At last, the typical molecular composition of this unique beverage has been revealed.

This base of knowledge may be used to monitor, control, and guide brewing processes to ensure authenticity, and also to investigate unknown samples (such as historical beers) on a molecular level. By showing the potential of extracting certain molecular patterns from this diversity, our work adds value to modern food safety and quality control. Integrating our foodomic approaches into nutrition and health studies could, for example, help correlate a defined molecular pattern with specific outcomes or observations.

The beer of yesteryear

The history of beer accompanies that of our culture and civilization – by no means a run-of-the-mill story of antiquity and tradition. It all started thousands of years ago, when mankind set out to produce durable beverages from domestic cereals. Since then, the tale has evolved alongside jurisprudence (such as the Bavarian Purity Law, which was introduced more than 500 years ago), technology (refrigeration by Linde is a great example), and science (including the discovery of fermentation by Pasteur and single yeast cell isolation by Hansen, as well as today’s cell and gene editing and single-cell metabolomics).

Our study thus provides not only a way to understand beer in previously impossible depth, but also a way to retrace the evolution of brewing means – and even of civilization itself. Different methods of brewing inevitably leave imprints on the metabolic profile of the final (delicious) product. And, for very old but well-preserved samples, it will be possible to trace the methods of brewing used, as well as some of the raw materials and additional processes used.

It may come as no surprise that information of cultural importance can also be extracted from archeological samples with our method. Which type of beer was brewed in a specific region at a specific time? Was it already possible to continuously brew with bottom-fermenting yeast (refrigeration)? Are there any clear indications for or against complying with the purity regulations? How was the grain malted (as is reflected in its darkness and dark metabolome)? Answers to all of these questions can be found within.

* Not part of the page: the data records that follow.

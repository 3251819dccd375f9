//! Tracing/logging initialization.
//!
//! Logs go to stderr so command output on stdout stays machine-readable.
//! The filter comes from `RUST_LOG` and defaults to `info`.

use core::str::FromStr;

use serde::{Deserialize, Serialize};
use thiserror::Error;
use tracing_subscriber::EnvFilter;

/// Log line layout.
#[derive(Debug, Clone, Copy, Default, PartialEq, Eq, Serialize, Deserialize)]
#[serde(rename_all = "snake_case")]
pub enum LogFormat {
    #[default]
    Json,
    Pretty,
}

#[derive(Debug, Error, PartialEq, Eq)]
#[error("unknown log format '{0}' (expected 'json' or 'pretty')")]
pub struct ParseLogFormatError(pub String);

impl FromStr for LogFormat {
    type Err = ParseLogFormatError;

    fn from_str(s: &str) -> Result<Self, Self::Err> {
        match s.trim().to_ascii_lowercase().as_str() {
            "json" => Ok(LogFormat::Json),
            "pretty" | "text" => Ok(LogFormat::Pretty),
            other => Err(ParseLogFormatError(other.to_string())),
        }
    }
}

impl core::fmt::Display for LogFormat {
    fn fmt(&self, f: &mut core::fmt::Formatter<'_>) -> core::fmt::Result {
        f.write_str(match self {
            LogFormat::Json => "json",
            LogFormat::Pretty => "pretty",
        })
    }
}

/// Initialize tracing/logging for the process.
///
/// Safe to call multiple times (subsequent calls are no-ops).
pub fn init_with(format: LogFormat) {
    let filter = EnvFilter::try_from_default_env().unwrap_or_else(|_| EnvFilter::new("info"));
    let builder = tracing_subscriber::fmt()
        .with_env_filter(filter)
        .with_writer(std::io::stderr)
        .with_target(false);

    let installed = match format {
        LogFormat::Json => builder
            .json()
            .with_timer(tracing_subscriber::fmt::time::SystemTime)
            .try_init()
            .is_ok(),
        LogFormat::Pretty => builder.pretty().try_init().is_ok(),
    };

    if installed {
        ::tracing::debug!(%format, "logging initialized");
    }
}

#[cfg(test)]
mod tests {
    use super::*;

    #[test]
    fn parses_known_formats() {
        assert_eq!("json".parse::<LogFormat>().unwrap(), LogFormat::Json);
        assert_eq!(" Pretty ".parse::<LogFormat>().unwrap(), LogFormat::Pretty);
        assert_eq!("text".parse::<LogFormat>().unwrap(), LogFormat::Pretty);
        assert_eq!(
            "xml".parse::<LogFormat>().unwrap_err(),
            ParseLogFormatError("xml".to_string())
        );
    }

    #[test]
    fn serde_uses_lowercase_names() {
        assert_eq!(serde_json::to_string(&LogFormat::Pretty).unwrap(), "\"pretty\"");
        assert_eq!(LogFormat::default().to_string(), "json");
    }

    #[test]
    fn init_twice_is_harmless() {
        init_with(LogFormat::Pretty);
        init_with(LogFormat::Json);
        crate::init();
    }
}
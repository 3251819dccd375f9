//! Spreadsheet import normalization for stock-count sheets.
//!
//! Reading the binary workbook is left to the caller; this crate starts from
//! rows of cell text and turns them into an [`InventorySession`]:
//! - locale-aware number parsing (Vietnamese and English separators)
//! - fuzzy header matching (diacritic-insensitive aliases)
//! - row validation with per-row issues instead of hard failures
//!
//! [`InventorySession`]: kiemke_inventory::InventorySession

pub mod error;
pub mod header;
pub mod number;
pub mod sheet;

pub use error::{ImportError, NumberParseError};
pub use header::{ColumnMapping, ImportField, normalize_header};
pub use number::{NumberFormat, parse_locale_number};
pub use sheet::{ImportReport, RowIssue, RowIssueKind, import_rows};
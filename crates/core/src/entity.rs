//! Entity trait: things identified by a business key rather than by value.

/// Entity marker + minimal interface.
///
/// A stock-count line is an entity: two lines with the same item code describe
/// the same stock-keeping unit even when their quantities differ.
pub trait Entity {
    /// Business identifier.
    type Id: Clone + Eq + core::hash::Hash + core::fmt::Debug;

    fn id(&self) -> &Self::Id;
}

Admittedly, samples of beer or beer-like finds from earlier human history are rarely so well preserved that one can work with a liquid that has remained behind. In these cases, the residue crust must be examined, and its molecular pattern compared with the beer we know today. We are not limited to individual potential marker molecules, which often are ambiguous. We can offer whole metabolite profiles from hops, used cereals, yeast and fermentation or Maillard processes that offer an extensive base of knowledge about the beer’s metabolome.

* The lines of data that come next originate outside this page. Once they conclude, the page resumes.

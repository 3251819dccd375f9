use std::fs;
use std::io::ErrorKind;
use std::path::{Path, PathBuf};
use std::sync::Mutex;

use kiemke_core::SessionDate;
use kiemke_inventory::{InventoryLineItem, InventorySession};

use super::{SessionStore, StoreError, upsert_lines};

const EXTENSION: &str = "json";

/// File-backed session store: one pretty-printed `yyyy-mm-dd.json` per session.
///
/// Writes go through a temporary file and a rename so a crash never leaves a
/// half-written session behind. Saves within one process are serialized.
#[derive(Debug)]
pub struct JsonDirSessionStore {
    dir: PathBuf,
    write_guard: Mutex<()>,
}

impl JsonDirSessionStore {
    /// The directory is created on first save.
    pub fn new(dir: impl Into<PathBuf>) -> Self {
        Self {
            dir: dir.into(),
            write_guard: Mutex::new(()),
        }
    }

    pub fn dir(&self) -> &Path {
        &self.dir
    }

    fn path_for(&self, date: SessionDate) -> PathBuf {
        self.dir.join(format!("{}.{EXTENSION}", date.to_iso()))
    }

    fn read_session(&self, path: &Path) -> Result<Option<InventorySession>, StoreError> {
        let bytes = match fs::read(path) {
            Ok(bytes) => bytes,
            Err(err) if err.kind() == ErrorKind::NotFound => return Ok(None),
            Err(err) => return Err(StoreError::io(path, err)),
        };

        serde_json::from_slice(&bytes)
            .map(Some)
            .map_err(|err| StoreError::Malformed {
                path: path.to_path_buf(),
                message: err.to_string(),
            })
    }

    fn write_session(&self, path: &Path, session: &InventorySession) -> Result<(), StoreError> {
        fs::create_dir_all(&self.dir).map_err(|err| StoreError::io(&self.dir, err))?;

        let json = serde_json::to_vec_pretty(session)
            .map_err(|err| StoreError::Serialization(err.to_string()))?;

        let tmp = path.with_extension("json.tmp");
        fs::write(&tmp, json).map_err(|err| StoreError::io(&tmp, err))?;
        fs::rename(&tmp, path).map_err(|err| StoreError::io(path, err))
    }
}

impl SessionStore for JsonDirSessionStore {
    fn save(&self, date: SessionDate, items: Vec<InventoryLineItem>) -> Result<(), StoreError> {
        let _guard = self.write_guard.lock().map_err(|_| StoreError::LockPoisoned)?;

        let path = self.path_for(date);
        let mut session = self
            .read_session(&path)?
            .unwrap_or_else(|| InventorySession::empty(date));

        let incoming = items.len();
        let replaced = upsert_lines(&mut session, items);
        self.write_session(&path, &session)?;

        tracing::debug!(
            date = %date,
            path = %path.display(),
            incoming,
            replaced,
            "session file written"
        );
        Ok(())
    }

    fn load(&self, date: SessionDate) -> Result<Option<InventorySession>, StoreError> {
        let path = self.path_for(date);
        let session = self.read_session(&path)?;

        match session {
            Some(session) if session.date != date => Err(StoreError::Malformed {
                path,
                message: format!("file holds session dated {}", session.date.to_iso()),
            }),
            other => Ok(other),
        }
    }

    fn list_dates(&self) -> Result<Vec<SessionDate>, StoreError> {
        let entries = match fs::read_dir(&self.dir) {
            Ok(entries) => entries,
            Err(err) if err.kind() == ErrorKind::NotFound => return Ok(Vec::new()),
            Err(err) => return Err(StoreError::io(&self.dir, err)),
        };

        let mut dates = Vec::new();
        for entry in entries {
            let path = entry.map_err(|err| StoreError::io(&self.dir, err))?.path();
            if path.extension().and_then(|e| e.to_str()) != Some(EXTENSION) {
                continue;
            }
            let Some(stem) = path.file_stem().and_then(|s| s.to_str()) else {
                continue;
            };
            // Only canonical names: `load` looks files up by their ISO date.
            match SessionDate::parse(stem) {
                Ok(date) if date.to_iso() == stem => dates.push(date),
                _ => tracing::debug!(path = %path.display(), "ignoring non-session file"),
            }
        }

        dates.sort();
        Ok(dates)
    }
}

As for the future, we see this study as a starting point. We hope to open and answer many more questions about the brewing industry – and our society – as time progresses. So let’s raise a glass to the future – cheers!
 

​​​​​​​We would like to acknowledge Marianna Lucio and Michael Rychlik Prof for their valuable contributions to this work and Martin Zarnkow and Patrick McGovern for their stimulating discussions in the last decade on beer and civilizations - we couldn’t do it without them!